Andrew Scott as a Hamlet for Modern Times
a meditation on when your recommendation is laughed at

There’s something in that moment of showing someone whom you trust and care for something you like. Here’s something I believe so strongly that you would also like and there you go and spit on it like it never even mattered to begin with.
Recently, I was tasked with a presentation on Shakespeare’s Hamlet. I had to memorize 3 monologues a daunting task and then extrapolate the meaning, ok I’m an English major and theater minor that’s not too hard, but then I have to show clips from recorded versions. Kenneth Branagh easy enough straight forward, then Andrew Scott. Here’s why all went wrong.
Scott portrays Hamlet in such a human way in a way that I feel connected to using my hands, fidgeting with my watch, saying the wrong thing and probably the wrong moment. He is so engrossed in the character and it is such a modern take, but it proves true in that adaptation. Would his Hamlet fit the “traditional” setting I don’t think so, but in the context and world of today I think it makes sense how he acts. You can feel his anxieties radiate off him and you know what he is feeling through his hand movements. There is wonder in him and grief and shock and the sense of I am thinking of these things as I am saying them but not in a “this is my next line way,” but in a “I am the character and formulating the thought as it happens to me.” All sense of the man Andrew Scott is stripped away and what is left is pure show of who Hamlet is when he is not played through the traditional lens.

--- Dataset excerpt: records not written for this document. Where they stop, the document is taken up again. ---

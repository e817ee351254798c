//! Background notification sweep
//!
//! This module provides the `Sweeper` struct which runs a single daemon
//! thread pre-generating suggestion content for pending notifications. The
//! sweep polls the [`NotificationFeed`], drives
//! [`SuggestionService::generate_content`] for every pair that does not yet
//! carry generated content, then sleeps: a short busy delay after a pass
//! that did work, a long idle delay after a pass that found nothing.
//!
//! Start is guarded by an atomic swap, so two callers racing on `start()`
//! can never spawn two threads. A failure for one notification is logged
//! and the pass moves on; the sweep itself never dies to a single bad
//! generation.
//!
//! [`NotificationFeed`]: crate::store::NotificationFeed
//! [`SuggestionService::generate_content`]: crate::suggestion::SuggestionService::generate_content

use crate::store::{NotificationFeed, SuggestionStore};
use crate::suggestion::SuggestionService;
use crate::types::QuireConfig;
use parking_lot::Mutex;
use std::sync::{
    atomic::{AtomicBool, Ordering},
    Arc,
};
use std::thread::JoinHandle;
use std::time::Duration;
use tracing::{debug, info, trace, warn};

/// Background worker pre-generating suggestion content
///
/// Holds the running flag and the join handle; the worker thread owns
/// clones of the shared stores through the [`SuggestionService`].
pub struct Sweeper {
    service: Arc<SuggestionService>,
    feed: Arc<dyn NotificationFeed>,
    suggestions: Arc<dyn SuggestionStore>,
    /// Whether the sweep thread is running
    running: Arc<AtomicBool>,
    handle: Mutex<Option<JoinHandle<()>>>,
    busy_delay: Duration,
    idle_delay: Duration,
}

impl Sweeper {
    /// Create a stopped sweeper over the shared service and stores
    pub fn new(
        service: Arc<SuggestionService>,
        feed: Arc<dyn NotificationFeed>,
        suggestions: Arc<dyn SuggestionStore>,
        config: &QuireConfig,
    ) -> Self {
        Self {
            service,
            feed,
            suggestions,
            running: Arc::new(AtomicBool::new(false)),
            handle: Mutex::new(None),
            busy_delay: config.sweep_busy_delay,
            idle_delay: config.sweep_idle_delay,
        }
    }

    /// Start the sweep thread
    ///
    /// Returns `true` if a thread was spawned, `false` if the sweep was
    /// already running. The swap makes the check-and-set a single atomic
    /// step, so concurrent starts cannot double-spawn.
    pub fn start(&self) -> bool {
        if self.running.swap(true, Ordering::SeqCst) {
            debug!("sweep already running");
            return false;
        }

        info!("starting notification sweep");
        let service = self.service.clone();
        let feed = self.feed.clone();
        let suggestions = self.suggestions.clone();
        let running = self.running.clone();
        let busy_delay = self.busy_delay;
        let idle_delay = self.idle_delay;

        let handle = std::thread::Builder::new()
            .name("quire-sweep".to_string())
            .spawn(move || {
                while running.load(Ordering::SeqCst) {
                    let did_work = match sweep_pass(&service, &feed, &suggestions) {
                        Ok(n) => n > 0,
                        Err(e) => {
                            warn!("sweep pass failed: {}", e);
                            false
                        }
                    };
                    let delay = if did_work { busy_delay } else { idle_delay };
                    trace!(?delay, "sweep pass complete, sleeping");
                    sleep_while_running(&running, delay);
                }
                debug!("sweep thread exiting");
            });

        match handle {
            Ok(h) => {
                *self.handle.lock() = Some(h);
                true
            }
            Err(e) => {
                warn!("failed to spawn sweep thread: {}", e);
                self.running.store(false, Ordering::SeqCst);
                false
            }
        }
    }

    /// Stop the sweep thread and wait for it to exit
    ///
    /// Returns `true` if a running sweep was stopped. Safe to call from
    /// any thread; a second call is a no-op.
    pub fn stop(&self) -> bool {
        if !self.running.swap(false, Ordering::SeqCst) {
            return false;
        }
        info!("stopping notification sweep");
        if let Some(handle) = self.handle.lock().take() {
            if handle.join().is_err() {
                warn!("sweep thread panicked before exit");
            }
        }
        true
    }

    /// Whether the sweep thread is currently running
    pub fn is_running(&self) -> bool {
        self.running.load(Ordering::SeqCst)
    }
}

impl Drop for Sweeper {
    fn drop(&mut self) {
        self.stop();
    }
}

/// One pass over the feed; returns how many pairs were generated
fn sweep_pass(
    service: &SuggestionService,
    feed: &Arc<dyn NotificationFeed>,
    suggestions: &Arc<dyn SuggestionStore>,
) -> crate::error::Result<usize> {
    let mut generated = 0;
    for entry in feed.list_notifications()? {
        let ready = suggestions
            .get(entry.lesson_id, entry.notification_id)?
            .is_some_and(|s| s.is_ready());
        if ready {
            continue;
        }
        match service.generate_content(entry.lesson_id, entry.notification_id) {
            Ok(_) => {
                generated += 1;
                debug!(
                    lesson = %entry.lesson_id,
                    notification = %entry.notification_id,
                    "pre-generated suggestion content"
                );
            }
            // One bad pair must not stall the rest of the pass.
            Err(e) => warn!(
                lesson = %entry.lesson_id,
                notification = %entry.notification_id,
                "generation failed during sweep: {}", e
            ),
        }
    }
    Ok(generated)
}

/// Sleep in short slices so `stop()` is observed promptly
fn sleep_while_running(running: &AtomicBool, total: Duration) {
    let slice = Duration::from_millis(50);
    let mut remaining = total;
    while running.load(Ordering::SeqCst) && !remaining.is_zero() {
        let step = remaining.min(slice);
        std::thread::sleep(step);
        remaining -= step;
    }
}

So I watch the entire thing. I show it to my class. What do more than half of them do? Laugh. Physically move their body away because they don’t find emotion in the performance nor do they feel connected. And now I’m sitting here wondering where is the lack of connection for them to Scott because there was such a realness to him, that no “traditional” adaptation could convey.
Dare I say it was the best adaptation? No. But was there the need to blatantly say “I don’t think we need to watch anymore” and “If we watched anymore I was going to be mad at you?” In what world do you say that to someone.
You’ve probably experienced that moment when you show someone something that you like and are watching them for what they’ll say and think about it. And I usually love that moment, however, I wanted to slink into my chair and didn’t want to hear what they had to say because I felt silly for liking it, even though I shouldn’t have.
“Not a whit. We defy augury. There is special providence in the fall of a sparrow. If it be now; ‘tis not to come. If it be not to come; it will be now. If it be not now; yet it will come. The readiness is all. Since no man of aught he leaves knows, what is ’t to leave betimes? Let be.”